How boardroom dynamics shape corporate culture

Jonah Nyoni

The boardroom is the engine room where corporate cultures are built or killed. Perspectives, ideas, and submissions made in the boardroom have a bigger say on the brand image, brand quality, brand equity and ultimately brand reputation. Thinking becomes the true essence of every boardroom, even though some companies don’t encourage critical and constructive thinking.

The leader must lead

The leader becomes the centre of cultural growth in an organisation as they act or detect the style and atmosphere of the corporate culture. American author, speaker, and pastor John C Maxwell once said: “Everything rises and falls on leadership.”

The leader shows the way and acts the way that the organisation should follow. Leadership is about the influence and motivation or drive to exploit individual latent abilities, improve one’s surroundings, fulfil obligations, purpose, and the passion to help other people live their best lives. It is being active and impactful on the forefront of development.

This development could be individually, intellectually, ideologically, and institutionally realised, and it may transcend the lifespan of that leader. True leadership offers hope, help, insight, foresight, and intuition through pioneering, modelling, mentoring, modifying, monitoring, motivating, mind development and influencing. So, the leader becomes an important cog in the bigger schemes of the company’s structure and systems. Without a good leader, the company will definitely be caught flat-footed.

Change the language

The boardroom language determines the mood in meetings. It should be encouraging and inspiring. The goal must be clear and known. When the language is vague, it keeps workers unsure of what they must do. Language defines and clarifies vision and mission. It builds the whole corporate culture. Language speaks to efficiency, effectiveness, speed, agility, and more. Language contributes to how workers communicate with each other and their customers.

Respect for talent

Great boards respect and appreciate different talents. A board should understand that different talents build a formidable corporate culture.

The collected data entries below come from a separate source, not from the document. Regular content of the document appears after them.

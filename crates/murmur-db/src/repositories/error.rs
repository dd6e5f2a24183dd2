//! Error handling and schema validation utilities for repositories
//!
//! The original store enforced its schema on write; the equivalents here are
//! the unique indexes (mapped below) plus the field checks repositories run
//! before writing.

use mongodb::error::{Error as MongoError, ErrorKind, WriteFailure};
use murmur_core::entities::{MAX_BODY_LEN, MAX_TEXT_LEN};
use murmur_core::DomainError;
use validator::ValidateEmail;

/// Validate the email format the way the store schema did
pub fn validate_email(email: &str) -> Result<(), DomainError> {
    if email.validate_email() {
        Ok(())
    } else {
        Err(DomainError::InvalidEmail)
    }
}

/// Validate thought text: non-empty and length-bounded
pub fn validate_text(text: &str) -> Result<(), DomainError> {
    validate_content(text, MAX_TEXT_LEN)
}

/// Validate reaction body: non-empty and length-bounded
pub fn validate_body(body: &str) -> Result<(), DomainError> {
    validate_content(body, MAX_BODY_LEN)
}

fn validate_content(content: &str, max: usize) -> Result<(), DomainError> {
    if content.is_empty() {
        return Err(DomainError::ValidationError(
            "content must not be empty".to_string(),
        ));
    }
    if content.chars().count() > max {
        return Err(DomainError::ContentTooLong { max });
    }
    Ok(())
}

/// Convert a driver error to DomainError
pub fn map_store_error(e: MongoError) -> DomainError {
    DomainError::StoreError(e.to_string())
}

/// Convert a write error, translating duplicate-key violations (code 11000)
/// into the matching uniqueness error
///
/// The violated index is identified from the server message, which names the
/// indexed field.
pub fn map_write_error(e: MongoError) -> DomainError {
    let duplicate = duplicate_key_message(&e).map(str::to_owned);

    match duplicate {
        Some(msg) if msg.contains("username") => DomainError::UsernameTaken,
        Some(msg) if msg.contains("email") => DomainError::EmailTaken,
        Some(msg) => DomainError::ValidationError(msg),
        None => map_store_error(e),
    }
}

/// Extract the server message of a duplicate-key failure, if that is what
/// this error is
///
/// Plain writes surface the violation as a write error; findAndModify
/// surfaces it as a command error. Both carry code 11000.
fn duplicate_key_message(e: &MongoError) -> Option<&str> {
    match e.kind.as_ref() {
        ErrorKind::Write(WriteFailure::WriteError(write_error)) if write_error.code == 11000 => {
            Some(&write_error.message)
        }
        ErrorKind::Command(command_error) if command_error.code == 11000 => {
            Some(&command_error.message)
        }
        _ => None,
    }
}
//! Response types and error handling for API endpoints
//!
//! Provides unified error handling and JSON response formatting.

use axum::{
    http::StatusCode,
    response::{IntoResponse, Response},
    Json,
};
use murmur_common::AppError;
use murmur_core::DomainError;
use murmur_service::ServiceError;
use serde::Serialize;
use thiserror::Error;
use tracing::error;
use validator::ValidationErrors;

/// API error type for consistent error responses
#[derive(Debug, Error)]
pub enum ApiError {
    #[error("{0}")]
    App(#[from] AppError),

    #[error("{0}")]
    Service(#[from] ServiceError),

    #[error("{0}")]
    Domain(#[from] DomainError),

    #[error("Validation error: {0}")]
    Validation(#[from] ValidationErrors),

    #[error("Invalid path parameter: {0}")]
    InvalidPath(String),

    #[error("Invalid request body: {0}")]
    InvalidBody(String),

    #[error("Internal server error")]
    Internal(#[source] anyhow::Error),
}

impl ApiError {
    /// Get HTTP status code for this error
    #[must_use]
    pub fn status_code(&self) -> StatusCode {
        match self {
            Self::App(e) => {
                StatusCode::from_u16(e.status_code()).unwrap_or(StatusCode::INTERNAL_SERVER_ERROR)
            }
            Self::Service(e) => {
                StatusCode::from_u16(e.status_code()).unwrap_or(StatusCode::INTERNAL_SERVER_ERROR)
            }
            Self::Domain(e) => {
                if e.is_not_found() {
                    StatusCode::NOT_FOUND
                } else if e.is_validation() {
                    StatusCode::BAD_REQUEST
                } else {
                    StatusCode::INTERNAL_SERVER_ERROR
                }
            }
            Self::Validation(_) | Self::InvalidPath(_) | Self::InvalidBody(_) => {
                StatusCode::BAD_REQUEST
            }
            Self::Internal(_) => StatusCode::INTERNAL_SERVER_ERROR,
        }
    }

    /// Get error code for API responses
    #[must_use]
    pub fn error_code(&self) -> &str {
        match self {
            Self::App(e) => e.error_code(),
            Self::Service(e) => e.error_code(),
            Self::Domain(e) => e.code(),
            Self::Validation(_) => "VALIDATION_ERROR",
            Self::InvalidPath(_) => "INVALID_PATH_PARAMETER",
            Self::InvalidBody(_) => "INVALID_BODY",
            Self::Internal(_) => "INTERNAL_ERROR",
        }
    }

    /// Create an internal error from any error
    pub fn internal(err: impl Into<anyhow::Error>) -> Self {
        Self::Internal(err.into())
    }

    /// Create an invalid path parameter error
    pub fn invalid_path(msg: impl Into<String>) -> Self {
        Self::InvalidPath(msg.into())
    }

    /// Create an invalid body error
    pub fn invalid_body(msg: impl Into<String>) -> Self {
        Self::InvalidBody(msg.into())
    }
}

/// Error response body
#[derive(Debug, Serialize)]
pub struct ErrorBody {
    pub error: ErrorDetail,
}

/// Error detail for API responses
///
/// The message echoes the underlying error text, including store error
/// detail on 500s.
#[derive(Debug, Serialize)]
pub struct ErrorDetail {
    pub code: String,
    pub message: String,
    #[serde(skip_serializing_if = "Option::is_none")]
    pub details: Option<serde_json::Value>,
}

impl IntoResponse for ApiError {
    fn into_response(self) -> Response {
        let status = self.status_code();
        let code = self.error_code().to_string();
        let message = self.to_string();

        // Log server errors
        if status.is_server_error() {
            error!(error = ?self, "Server error occurred");
        }

        // Build details for validation errors
        let details = if let Self::Validation(errors) = &self {
            Some(serde_json::to_value(errors).unwrap_or_default())
        } else {
            None
        };

        let body = ErrorBody {
            error: ErrorDetail {
                code,
                message,
                details,
            },
        };

        (status, Json(body)).into_response()
    }
}

/// Type alias for API results
pub type ApiResult<T> = Result<T, ApiError>;

/// Created response (201) with JSON body
pub struct Created<T>(pub T);

impl<T: IntoResponse> IntoResponse for Created<T> {
    fn into_response(self) -> Response {
        let mut response = self.0.into_response();
        *response.status_mut() = StatusCode::CREATED;
        response
    }
}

Talents contribute towards the overall quality of ideas and general performance which leads to a particular corporate culture.

Individual talents contribute to the success of every culture. When the company encourages the use of talents, it increases innovation and creativity.

Remove your titles

As a leader (or boss as some love to call it), remove all titles you have so that employees can give you candid and constructive feedback. When other teammates are afraid to give you feedback, you become an enemy of growth.

Create an environment that gives you candid or painful, yet important and constructive feedback. Some leaders lead by instilling fear and their boardrooms are flooded only with their thoughts and ideas.

Since they have positional power and authority, they assume that only their voice matters. Titles stifle feedback. They increase hierarchical gaps, especially between the leader and the employee. Worse still, weak leaders are constantly reminding the employee who the leader is.

The feedback loop

Feedback in the boardroom is the lifeline for the organisation. Feedback helps the company improve performance, learn faster, and increase ideas.

When feedback is thwarted, it means some voices or ideas have been muzzled or suppressed. Reed Hastings and Erin Meyer (2020: 24) in their book, No Rules Rules: Netflix and the Culture of Reinvention say that every organisation should “Put feedback as the first and the last item on the agenda so that it’s set apart from operations discussions.”

They further point out that leaders should not just ask for feedback, but emphasise that it is expected from their employees. They bolstered this by providing an A4 Model that makes the feedback loop.

This A4 quadrant says that feedback must aim to assist, be actionable, and those receiving it must appreciate and or accept or discard feedback.

As a leader, do you give candid feedback? Does a leader allow and receive candid feedback from employees? Can an employee give feedback without fearing losing their jobs? Feedback must be embedded in the culture of an organisation. This is not easy, but as soon as it is part of your corporate culture, it invites and increases continuity and growth in an organisation.

The importance of boardroom culture

Boardroom culture is very important. Independent coach and leadership development specialist corporate cultures once said: “Boardroom culture is absolutely critical because what happens in the boardroom is a reflection of what happens in the whole organisation. If you have an atmosphere where people feel that only certain things are acceptable and it’s only acceptable if you agree with what the chair says, if argument is shut down and new ideas rejected, the whole organisation comes to a standstill.

“There is plenty of research now that supports that we had a financial crisis, because the people on the board were unwilling to challenge people who had power in the organisation. So, even when people saw the organisation doing things that would lead to certain disasters, they felt unable to disagree with people in power on boards. You can see this at commercial and governmental level where people don’t listen to people around them for genuine and sound advice. That can lead to a national disaster.”